• _Task directions_: Among the entries below, one stretch runs from the line that contains "filename crates/secret-finder/src/workflows/leads/pagination.rs" through the line that contains "use super::domain::Lead;". Repeat that stretch exactly, ends included, and only that.

• _Exercise data_:

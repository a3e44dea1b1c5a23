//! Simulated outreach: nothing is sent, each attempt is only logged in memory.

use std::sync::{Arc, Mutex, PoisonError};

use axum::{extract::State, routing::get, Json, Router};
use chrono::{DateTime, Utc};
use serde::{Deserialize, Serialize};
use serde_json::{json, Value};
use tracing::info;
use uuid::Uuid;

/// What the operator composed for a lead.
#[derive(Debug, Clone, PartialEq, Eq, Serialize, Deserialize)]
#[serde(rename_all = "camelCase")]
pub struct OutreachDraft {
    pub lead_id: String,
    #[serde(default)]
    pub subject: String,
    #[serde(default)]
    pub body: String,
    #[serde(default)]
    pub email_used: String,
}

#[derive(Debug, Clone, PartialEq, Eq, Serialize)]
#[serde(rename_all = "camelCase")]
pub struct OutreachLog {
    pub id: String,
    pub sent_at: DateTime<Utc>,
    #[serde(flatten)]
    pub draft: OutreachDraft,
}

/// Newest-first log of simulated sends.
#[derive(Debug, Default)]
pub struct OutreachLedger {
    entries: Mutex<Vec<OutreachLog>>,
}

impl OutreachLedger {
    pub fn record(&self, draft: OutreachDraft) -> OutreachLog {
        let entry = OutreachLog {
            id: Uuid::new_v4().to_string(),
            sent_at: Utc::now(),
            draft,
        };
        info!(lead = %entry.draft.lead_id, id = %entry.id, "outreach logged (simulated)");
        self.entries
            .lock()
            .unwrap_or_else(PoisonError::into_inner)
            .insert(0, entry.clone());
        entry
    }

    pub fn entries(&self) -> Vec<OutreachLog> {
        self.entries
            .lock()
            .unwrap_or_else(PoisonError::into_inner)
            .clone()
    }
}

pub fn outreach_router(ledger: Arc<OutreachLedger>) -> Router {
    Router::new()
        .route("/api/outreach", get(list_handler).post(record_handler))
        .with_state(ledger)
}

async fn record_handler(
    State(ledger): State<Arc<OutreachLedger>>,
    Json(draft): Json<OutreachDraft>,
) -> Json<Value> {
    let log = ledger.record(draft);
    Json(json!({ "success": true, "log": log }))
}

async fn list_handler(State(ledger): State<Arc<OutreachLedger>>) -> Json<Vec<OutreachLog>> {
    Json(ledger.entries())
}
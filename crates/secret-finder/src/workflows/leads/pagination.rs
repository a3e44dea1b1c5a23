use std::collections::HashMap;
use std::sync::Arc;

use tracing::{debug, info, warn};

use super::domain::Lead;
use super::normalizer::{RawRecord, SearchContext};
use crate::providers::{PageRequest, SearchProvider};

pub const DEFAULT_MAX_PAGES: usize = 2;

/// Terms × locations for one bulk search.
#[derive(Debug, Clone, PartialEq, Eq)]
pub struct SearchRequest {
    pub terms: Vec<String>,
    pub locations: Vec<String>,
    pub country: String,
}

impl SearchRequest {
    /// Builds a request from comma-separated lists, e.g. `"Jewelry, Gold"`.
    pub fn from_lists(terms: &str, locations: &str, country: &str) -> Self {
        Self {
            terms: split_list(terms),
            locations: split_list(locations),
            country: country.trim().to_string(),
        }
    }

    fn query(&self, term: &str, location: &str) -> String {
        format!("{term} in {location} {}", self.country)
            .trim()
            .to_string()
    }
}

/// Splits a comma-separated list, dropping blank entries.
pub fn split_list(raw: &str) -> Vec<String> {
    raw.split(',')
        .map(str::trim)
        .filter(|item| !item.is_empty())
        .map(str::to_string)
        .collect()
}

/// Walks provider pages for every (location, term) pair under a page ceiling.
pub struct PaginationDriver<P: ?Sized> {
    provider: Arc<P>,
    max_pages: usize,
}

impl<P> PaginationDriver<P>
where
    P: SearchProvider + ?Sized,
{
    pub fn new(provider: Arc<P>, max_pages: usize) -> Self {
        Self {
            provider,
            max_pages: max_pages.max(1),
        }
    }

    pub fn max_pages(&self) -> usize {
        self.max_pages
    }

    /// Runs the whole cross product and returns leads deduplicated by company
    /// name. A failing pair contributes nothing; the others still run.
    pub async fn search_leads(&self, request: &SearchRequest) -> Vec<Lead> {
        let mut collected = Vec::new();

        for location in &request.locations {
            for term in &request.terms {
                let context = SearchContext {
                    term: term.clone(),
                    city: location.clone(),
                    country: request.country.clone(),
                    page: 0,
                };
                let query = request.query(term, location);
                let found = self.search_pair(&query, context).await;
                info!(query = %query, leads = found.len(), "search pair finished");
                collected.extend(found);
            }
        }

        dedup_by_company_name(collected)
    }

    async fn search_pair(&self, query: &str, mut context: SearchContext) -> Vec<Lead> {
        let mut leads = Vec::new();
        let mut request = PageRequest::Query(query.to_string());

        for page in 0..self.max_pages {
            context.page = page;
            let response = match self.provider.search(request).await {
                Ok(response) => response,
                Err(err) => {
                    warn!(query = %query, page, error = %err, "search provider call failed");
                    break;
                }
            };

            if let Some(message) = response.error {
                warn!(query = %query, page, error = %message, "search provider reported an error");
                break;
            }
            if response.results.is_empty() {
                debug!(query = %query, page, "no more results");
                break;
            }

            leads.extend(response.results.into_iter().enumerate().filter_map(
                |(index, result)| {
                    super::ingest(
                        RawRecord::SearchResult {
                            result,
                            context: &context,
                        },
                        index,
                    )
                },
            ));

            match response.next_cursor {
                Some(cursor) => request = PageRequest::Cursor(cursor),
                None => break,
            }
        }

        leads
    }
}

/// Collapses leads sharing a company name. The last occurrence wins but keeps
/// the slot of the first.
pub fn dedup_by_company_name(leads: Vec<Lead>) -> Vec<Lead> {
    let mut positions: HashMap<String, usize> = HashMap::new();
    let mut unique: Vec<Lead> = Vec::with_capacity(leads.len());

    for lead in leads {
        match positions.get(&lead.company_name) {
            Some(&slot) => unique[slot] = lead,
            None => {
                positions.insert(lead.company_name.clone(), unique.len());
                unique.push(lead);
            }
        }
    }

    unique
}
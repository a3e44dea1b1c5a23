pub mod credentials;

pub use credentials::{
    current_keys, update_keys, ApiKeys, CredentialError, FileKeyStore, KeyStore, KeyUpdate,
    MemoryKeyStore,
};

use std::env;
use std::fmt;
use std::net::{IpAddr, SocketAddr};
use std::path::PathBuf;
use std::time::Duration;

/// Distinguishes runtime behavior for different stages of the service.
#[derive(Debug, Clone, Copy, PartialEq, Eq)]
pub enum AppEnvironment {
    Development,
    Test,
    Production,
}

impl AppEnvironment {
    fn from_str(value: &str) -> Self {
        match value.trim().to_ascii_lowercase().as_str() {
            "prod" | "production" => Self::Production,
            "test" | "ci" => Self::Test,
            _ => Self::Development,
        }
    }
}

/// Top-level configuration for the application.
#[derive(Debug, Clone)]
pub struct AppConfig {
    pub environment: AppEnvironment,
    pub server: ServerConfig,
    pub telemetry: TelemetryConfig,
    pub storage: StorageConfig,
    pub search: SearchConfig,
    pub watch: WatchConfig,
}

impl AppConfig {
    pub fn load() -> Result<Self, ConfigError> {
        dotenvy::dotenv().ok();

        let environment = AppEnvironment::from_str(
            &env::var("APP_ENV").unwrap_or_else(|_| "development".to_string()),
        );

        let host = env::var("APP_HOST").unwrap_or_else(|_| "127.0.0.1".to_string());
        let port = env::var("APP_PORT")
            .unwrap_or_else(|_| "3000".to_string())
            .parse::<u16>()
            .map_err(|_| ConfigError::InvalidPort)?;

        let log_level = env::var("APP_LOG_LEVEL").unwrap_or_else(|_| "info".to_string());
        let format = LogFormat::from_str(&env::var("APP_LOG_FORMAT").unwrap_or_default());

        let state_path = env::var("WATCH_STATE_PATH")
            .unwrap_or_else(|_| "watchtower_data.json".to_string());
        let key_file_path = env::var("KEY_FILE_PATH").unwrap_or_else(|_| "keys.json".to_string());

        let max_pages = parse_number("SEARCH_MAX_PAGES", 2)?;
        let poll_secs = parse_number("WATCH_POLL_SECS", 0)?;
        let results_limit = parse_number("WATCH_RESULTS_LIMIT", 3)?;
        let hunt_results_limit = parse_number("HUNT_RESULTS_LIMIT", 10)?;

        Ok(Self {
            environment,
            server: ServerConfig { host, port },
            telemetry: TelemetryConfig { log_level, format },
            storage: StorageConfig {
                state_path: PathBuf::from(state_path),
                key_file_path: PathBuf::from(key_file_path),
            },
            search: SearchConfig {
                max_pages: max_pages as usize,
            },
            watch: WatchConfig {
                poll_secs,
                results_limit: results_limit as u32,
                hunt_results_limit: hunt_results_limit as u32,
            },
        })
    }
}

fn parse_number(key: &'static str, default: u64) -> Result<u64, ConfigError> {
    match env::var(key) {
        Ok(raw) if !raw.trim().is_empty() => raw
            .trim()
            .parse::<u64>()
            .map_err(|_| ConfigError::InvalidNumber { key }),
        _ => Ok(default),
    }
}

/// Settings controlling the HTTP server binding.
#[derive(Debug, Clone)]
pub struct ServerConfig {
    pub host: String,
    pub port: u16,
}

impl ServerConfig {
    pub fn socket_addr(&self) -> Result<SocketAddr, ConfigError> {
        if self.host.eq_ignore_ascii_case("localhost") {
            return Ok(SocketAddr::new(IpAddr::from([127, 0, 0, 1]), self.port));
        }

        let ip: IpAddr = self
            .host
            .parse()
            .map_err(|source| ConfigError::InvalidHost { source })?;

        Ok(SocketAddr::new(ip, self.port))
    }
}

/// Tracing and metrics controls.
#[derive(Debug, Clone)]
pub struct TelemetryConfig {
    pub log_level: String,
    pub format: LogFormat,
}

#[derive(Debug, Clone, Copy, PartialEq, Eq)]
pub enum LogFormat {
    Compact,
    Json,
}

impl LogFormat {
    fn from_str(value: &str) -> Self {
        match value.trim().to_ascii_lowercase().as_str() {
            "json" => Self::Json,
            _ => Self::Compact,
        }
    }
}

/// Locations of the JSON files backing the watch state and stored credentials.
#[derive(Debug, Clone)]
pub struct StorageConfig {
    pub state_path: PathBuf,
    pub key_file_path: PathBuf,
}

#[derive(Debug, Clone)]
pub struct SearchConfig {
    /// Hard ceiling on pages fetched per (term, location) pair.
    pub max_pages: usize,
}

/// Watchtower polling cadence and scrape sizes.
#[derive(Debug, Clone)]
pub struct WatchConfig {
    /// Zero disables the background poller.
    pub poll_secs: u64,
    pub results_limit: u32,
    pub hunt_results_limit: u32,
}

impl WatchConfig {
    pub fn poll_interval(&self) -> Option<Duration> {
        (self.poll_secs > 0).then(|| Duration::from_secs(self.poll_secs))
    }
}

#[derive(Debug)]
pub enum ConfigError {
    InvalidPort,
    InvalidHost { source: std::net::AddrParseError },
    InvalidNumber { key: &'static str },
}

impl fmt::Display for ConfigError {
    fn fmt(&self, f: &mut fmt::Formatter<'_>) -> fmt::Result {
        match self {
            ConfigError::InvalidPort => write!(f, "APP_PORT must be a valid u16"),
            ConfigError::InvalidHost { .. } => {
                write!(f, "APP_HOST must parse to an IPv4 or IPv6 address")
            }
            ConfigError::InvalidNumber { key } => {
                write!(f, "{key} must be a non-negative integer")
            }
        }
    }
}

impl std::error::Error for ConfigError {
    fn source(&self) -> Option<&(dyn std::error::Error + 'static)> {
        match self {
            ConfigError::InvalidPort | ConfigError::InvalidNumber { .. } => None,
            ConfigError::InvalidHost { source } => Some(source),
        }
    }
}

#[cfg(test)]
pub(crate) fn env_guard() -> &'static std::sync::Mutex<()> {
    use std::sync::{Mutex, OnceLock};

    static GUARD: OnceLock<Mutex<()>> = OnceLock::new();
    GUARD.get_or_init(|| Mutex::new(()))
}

• _Reply_:
filename crates/secret-finder/src/workflows/leads/pagination.rs
repository a3e44dea1b1c5a23
use std::collections::HashMap;
use std::sync::Arc;

use tracing::{debug, info, warn};

use super::domain::Lead;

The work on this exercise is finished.